━━ Information shown ━━
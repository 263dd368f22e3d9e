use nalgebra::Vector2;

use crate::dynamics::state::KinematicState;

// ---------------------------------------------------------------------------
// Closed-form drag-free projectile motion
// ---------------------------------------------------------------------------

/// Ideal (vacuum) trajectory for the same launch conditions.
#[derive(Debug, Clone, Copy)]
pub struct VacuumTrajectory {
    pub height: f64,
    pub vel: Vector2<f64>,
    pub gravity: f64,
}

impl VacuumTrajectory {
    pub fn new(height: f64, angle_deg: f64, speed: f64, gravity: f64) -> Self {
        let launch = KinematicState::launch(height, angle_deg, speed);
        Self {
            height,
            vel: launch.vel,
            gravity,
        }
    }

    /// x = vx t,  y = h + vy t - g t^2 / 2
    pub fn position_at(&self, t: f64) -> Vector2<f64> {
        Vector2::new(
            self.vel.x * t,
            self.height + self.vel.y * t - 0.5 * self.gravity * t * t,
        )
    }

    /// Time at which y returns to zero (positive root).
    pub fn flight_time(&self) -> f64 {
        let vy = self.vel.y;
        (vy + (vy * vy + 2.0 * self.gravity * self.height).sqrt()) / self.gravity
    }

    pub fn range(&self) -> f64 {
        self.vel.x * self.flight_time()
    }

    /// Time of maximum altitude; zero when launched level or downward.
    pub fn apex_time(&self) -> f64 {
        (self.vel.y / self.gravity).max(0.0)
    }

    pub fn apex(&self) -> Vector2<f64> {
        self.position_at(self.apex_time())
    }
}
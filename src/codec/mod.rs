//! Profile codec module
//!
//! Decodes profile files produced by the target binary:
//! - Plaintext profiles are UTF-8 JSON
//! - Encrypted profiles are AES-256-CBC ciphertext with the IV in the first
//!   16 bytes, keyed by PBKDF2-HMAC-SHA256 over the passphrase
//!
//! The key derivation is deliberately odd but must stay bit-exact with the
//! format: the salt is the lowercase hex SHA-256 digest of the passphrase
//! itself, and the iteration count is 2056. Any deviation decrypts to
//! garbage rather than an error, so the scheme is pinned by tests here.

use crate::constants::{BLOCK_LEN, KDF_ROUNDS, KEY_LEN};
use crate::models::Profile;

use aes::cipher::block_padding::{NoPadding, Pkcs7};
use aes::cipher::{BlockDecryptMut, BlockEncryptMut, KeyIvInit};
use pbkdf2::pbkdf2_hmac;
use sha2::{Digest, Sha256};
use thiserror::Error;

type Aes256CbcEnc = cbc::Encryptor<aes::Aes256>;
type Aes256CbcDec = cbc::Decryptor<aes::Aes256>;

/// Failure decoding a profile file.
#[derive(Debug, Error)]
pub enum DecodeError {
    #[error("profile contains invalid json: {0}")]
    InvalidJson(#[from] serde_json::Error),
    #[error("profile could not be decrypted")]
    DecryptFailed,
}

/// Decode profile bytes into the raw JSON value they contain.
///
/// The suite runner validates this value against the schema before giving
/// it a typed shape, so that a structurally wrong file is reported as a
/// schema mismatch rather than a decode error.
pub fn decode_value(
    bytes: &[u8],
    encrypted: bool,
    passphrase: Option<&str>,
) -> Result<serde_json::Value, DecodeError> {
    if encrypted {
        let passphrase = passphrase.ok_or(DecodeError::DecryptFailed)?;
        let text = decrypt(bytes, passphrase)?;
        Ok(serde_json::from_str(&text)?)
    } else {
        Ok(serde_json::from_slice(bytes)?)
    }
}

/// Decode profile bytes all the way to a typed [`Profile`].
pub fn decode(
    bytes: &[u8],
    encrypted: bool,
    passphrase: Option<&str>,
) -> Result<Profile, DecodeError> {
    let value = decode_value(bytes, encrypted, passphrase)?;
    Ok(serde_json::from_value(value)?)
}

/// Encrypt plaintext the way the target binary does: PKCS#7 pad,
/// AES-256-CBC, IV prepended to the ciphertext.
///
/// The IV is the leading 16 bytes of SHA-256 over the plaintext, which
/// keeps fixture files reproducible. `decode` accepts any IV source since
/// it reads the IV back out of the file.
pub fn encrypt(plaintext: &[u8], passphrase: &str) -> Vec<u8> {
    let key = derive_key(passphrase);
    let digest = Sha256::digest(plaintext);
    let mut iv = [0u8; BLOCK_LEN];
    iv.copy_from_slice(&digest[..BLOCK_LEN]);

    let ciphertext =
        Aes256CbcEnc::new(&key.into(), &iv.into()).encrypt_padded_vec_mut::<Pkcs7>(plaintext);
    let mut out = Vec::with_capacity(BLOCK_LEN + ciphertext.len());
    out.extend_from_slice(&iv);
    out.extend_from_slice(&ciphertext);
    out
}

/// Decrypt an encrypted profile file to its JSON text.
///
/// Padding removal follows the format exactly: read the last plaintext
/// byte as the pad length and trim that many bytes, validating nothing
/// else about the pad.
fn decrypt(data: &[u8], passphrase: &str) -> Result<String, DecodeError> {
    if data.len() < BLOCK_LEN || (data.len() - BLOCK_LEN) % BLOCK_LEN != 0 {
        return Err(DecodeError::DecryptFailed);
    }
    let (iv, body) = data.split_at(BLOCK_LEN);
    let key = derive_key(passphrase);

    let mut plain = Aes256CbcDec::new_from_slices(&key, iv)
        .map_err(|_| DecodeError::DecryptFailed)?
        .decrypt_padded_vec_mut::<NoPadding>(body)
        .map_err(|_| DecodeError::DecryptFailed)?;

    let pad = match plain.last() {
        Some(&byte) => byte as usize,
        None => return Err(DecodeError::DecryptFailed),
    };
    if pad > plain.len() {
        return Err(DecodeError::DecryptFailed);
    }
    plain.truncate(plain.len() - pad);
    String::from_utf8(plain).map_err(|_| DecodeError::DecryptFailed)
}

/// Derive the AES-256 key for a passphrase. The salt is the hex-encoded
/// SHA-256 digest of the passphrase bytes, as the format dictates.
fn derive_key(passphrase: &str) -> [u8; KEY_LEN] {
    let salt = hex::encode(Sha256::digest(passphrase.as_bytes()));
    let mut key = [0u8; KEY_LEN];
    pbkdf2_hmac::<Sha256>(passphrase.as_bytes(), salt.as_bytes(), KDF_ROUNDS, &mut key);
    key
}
━━━
━━ Information shown ━━
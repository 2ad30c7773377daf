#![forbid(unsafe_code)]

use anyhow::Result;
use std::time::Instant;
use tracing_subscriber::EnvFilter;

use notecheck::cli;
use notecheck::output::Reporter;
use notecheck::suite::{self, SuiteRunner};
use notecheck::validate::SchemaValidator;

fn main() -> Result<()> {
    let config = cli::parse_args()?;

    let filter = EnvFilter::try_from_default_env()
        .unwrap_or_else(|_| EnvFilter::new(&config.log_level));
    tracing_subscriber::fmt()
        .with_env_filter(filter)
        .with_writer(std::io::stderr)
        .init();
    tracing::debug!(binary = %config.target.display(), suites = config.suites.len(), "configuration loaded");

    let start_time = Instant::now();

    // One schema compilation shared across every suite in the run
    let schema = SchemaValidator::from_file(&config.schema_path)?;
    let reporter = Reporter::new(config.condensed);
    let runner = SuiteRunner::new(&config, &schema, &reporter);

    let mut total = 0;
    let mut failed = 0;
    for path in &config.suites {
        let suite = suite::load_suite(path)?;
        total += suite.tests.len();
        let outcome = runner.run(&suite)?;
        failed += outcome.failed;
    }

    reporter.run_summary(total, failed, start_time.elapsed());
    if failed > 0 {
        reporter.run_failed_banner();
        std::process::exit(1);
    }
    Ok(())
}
━━━
━━ Information shown ━━
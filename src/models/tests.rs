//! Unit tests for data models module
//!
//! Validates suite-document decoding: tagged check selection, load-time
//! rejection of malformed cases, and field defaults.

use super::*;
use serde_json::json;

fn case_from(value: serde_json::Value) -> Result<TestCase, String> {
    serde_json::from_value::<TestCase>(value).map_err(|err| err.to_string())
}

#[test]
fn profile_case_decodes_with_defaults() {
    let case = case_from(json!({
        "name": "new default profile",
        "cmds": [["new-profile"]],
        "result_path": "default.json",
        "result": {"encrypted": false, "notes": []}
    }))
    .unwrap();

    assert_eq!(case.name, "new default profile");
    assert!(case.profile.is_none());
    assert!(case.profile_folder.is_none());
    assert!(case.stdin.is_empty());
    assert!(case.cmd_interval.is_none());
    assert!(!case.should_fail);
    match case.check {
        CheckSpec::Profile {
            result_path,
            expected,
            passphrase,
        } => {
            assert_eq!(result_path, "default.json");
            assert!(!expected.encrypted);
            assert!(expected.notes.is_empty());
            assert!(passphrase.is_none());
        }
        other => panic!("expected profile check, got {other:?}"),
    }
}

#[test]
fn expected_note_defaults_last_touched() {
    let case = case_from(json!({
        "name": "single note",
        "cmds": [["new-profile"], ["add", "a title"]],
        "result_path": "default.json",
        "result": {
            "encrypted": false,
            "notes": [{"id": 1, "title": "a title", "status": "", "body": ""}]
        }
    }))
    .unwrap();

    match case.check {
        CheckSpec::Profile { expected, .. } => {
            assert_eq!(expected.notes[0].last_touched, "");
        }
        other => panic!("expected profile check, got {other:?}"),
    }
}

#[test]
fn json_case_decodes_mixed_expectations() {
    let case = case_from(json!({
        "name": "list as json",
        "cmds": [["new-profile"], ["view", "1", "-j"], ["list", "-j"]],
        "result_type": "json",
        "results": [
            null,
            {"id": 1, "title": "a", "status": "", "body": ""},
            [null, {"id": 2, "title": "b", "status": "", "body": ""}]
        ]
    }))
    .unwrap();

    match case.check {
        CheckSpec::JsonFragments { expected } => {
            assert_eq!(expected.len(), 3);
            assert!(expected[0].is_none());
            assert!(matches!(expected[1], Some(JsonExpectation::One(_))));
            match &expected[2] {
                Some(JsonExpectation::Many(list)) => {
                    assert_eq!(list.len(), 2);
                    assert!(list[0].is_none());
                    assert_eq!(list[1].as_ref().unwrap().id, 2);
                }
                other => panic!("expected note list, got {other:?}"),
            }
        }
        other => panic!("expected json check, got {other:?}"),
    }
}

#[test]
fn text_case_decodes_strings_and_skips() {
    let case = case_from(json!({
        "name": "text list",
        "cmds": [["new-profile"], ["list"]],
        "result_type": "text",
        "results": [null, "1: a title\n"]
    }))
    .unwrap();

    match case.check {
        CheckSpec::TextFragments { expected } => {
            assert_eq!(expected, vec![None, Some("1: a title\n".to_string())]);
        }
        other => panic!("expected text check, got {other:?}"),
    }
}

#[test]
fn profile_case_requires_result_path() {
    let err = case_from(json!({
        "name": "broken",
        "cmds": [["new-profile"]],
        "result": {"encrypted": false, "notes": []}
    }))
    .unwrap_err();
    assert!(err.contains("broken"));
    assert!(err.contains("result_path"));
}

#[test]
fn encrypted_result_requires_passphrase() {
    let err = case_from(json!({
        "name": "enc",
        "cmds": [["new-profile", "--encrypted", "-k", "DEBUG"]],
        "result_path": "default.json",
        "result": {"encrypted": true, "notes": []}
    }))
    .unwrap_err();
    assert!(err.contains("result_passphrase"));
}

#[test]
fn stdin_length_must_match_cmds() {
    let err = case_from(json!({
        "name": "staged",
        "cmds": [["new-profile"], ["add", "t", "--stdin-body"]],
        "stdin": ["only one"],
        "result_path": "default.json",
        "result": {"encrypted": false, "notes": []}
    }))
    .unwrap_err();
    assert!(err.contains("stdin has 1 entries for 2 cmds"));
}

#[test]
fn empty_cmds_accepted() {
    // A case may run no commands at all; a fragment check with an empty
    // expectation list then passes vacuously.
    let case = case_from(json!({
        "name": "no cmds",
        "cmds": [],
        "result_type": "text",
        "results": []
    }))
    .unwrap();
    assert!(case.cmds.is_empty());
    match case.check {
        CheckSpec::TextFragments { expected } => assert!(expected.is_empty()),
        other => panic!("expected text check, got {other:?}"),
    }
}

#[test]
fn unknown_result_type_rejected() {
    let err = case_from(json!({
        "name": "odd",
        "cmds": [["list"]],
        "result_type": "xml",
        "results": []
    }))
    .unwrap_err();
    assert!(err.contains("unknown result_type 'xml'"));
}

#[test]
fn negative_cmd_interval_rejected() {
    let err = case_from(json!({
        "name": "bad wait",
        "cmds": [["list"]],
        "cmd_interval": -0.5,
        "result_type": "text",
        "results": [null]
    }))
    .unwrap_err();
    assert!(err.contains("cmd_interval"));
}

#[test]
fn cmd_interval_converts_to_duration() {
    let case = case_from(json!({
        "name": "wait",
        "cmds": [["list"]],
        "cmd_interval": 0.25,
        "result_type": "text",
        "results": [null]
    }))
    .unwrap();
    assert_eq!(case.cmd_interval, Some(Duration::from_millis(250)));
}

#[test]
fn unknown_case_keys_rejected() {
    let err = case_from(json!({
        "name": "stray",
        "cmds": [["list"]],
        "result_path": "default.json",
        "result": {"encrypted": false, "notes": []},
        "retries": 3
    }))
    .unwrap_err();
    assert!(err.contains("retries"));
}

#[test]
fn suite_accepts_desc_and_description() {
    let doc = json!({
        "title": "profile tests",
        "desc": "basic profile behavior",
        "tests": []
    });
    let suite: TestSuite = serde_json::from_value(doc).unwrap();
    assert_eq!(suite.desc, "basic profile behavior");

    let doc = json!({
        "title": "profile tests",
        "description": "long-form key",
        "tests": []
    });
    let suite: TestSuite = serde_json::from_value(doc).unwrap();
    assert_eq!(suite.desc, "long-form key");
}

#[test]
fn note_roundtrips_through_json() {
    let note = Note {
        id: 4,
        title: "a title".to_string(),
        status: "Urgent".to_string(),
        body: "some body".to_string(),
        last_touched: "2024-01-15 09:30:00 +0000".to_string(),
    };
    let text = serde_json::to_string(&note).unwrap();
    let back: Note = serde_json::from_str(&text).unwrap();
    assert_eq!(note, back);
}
━━━
▸ Assigned task: With the line that has "(self.vel.y / self.gravity).max(0.0)" as the first and the line that has "use thiserror::Error;" as the last, repeat exactly that run of lines above and no more.

▸ Exercise response:
        (self.vel.y / self.gravity).max(0.0)
    }

    pub fn apex(&self) -> Vector2<f64> {
        self.position_at(self.apex_time())
    }
}
filename src/codec/mod.rs
//! Profile codec module
//!
//! Decodes profile files produced by the target binary:
//! - Plaintext profiles are UTF-8 JSON
//! - Encrypted profiles are AES-256-CBC ciphertext with the IV in the first
//!   16 bytes, keyed by PBKDF2-HMAC-SHA256 over the passphrase
//!
//! The key derivation is deliberately odd but must stay bit-exact with the
//! format: the salt is the lowercase hex SHA-256 digest of the passphrase
//! itself, and the iteration count is 2056. Any deviation decrypts to
//! garbage rather than an error, so the scheme is pinned by tests here.

use crate::constants::{BLOCK_LEN, KDF_ROUNDS, KEY_LEN};
use crate::models::Profile;

use aes::cipher::block_padding::{NoPadding, Pkcs7};
use aes::cipher::{BlockDecryptMut, BlockEncryptMut, KeyIvInit};
use pbkdf2::pbkdf2_hmac;
use sha2::{Digest, Sha256};
use thiserror::Error;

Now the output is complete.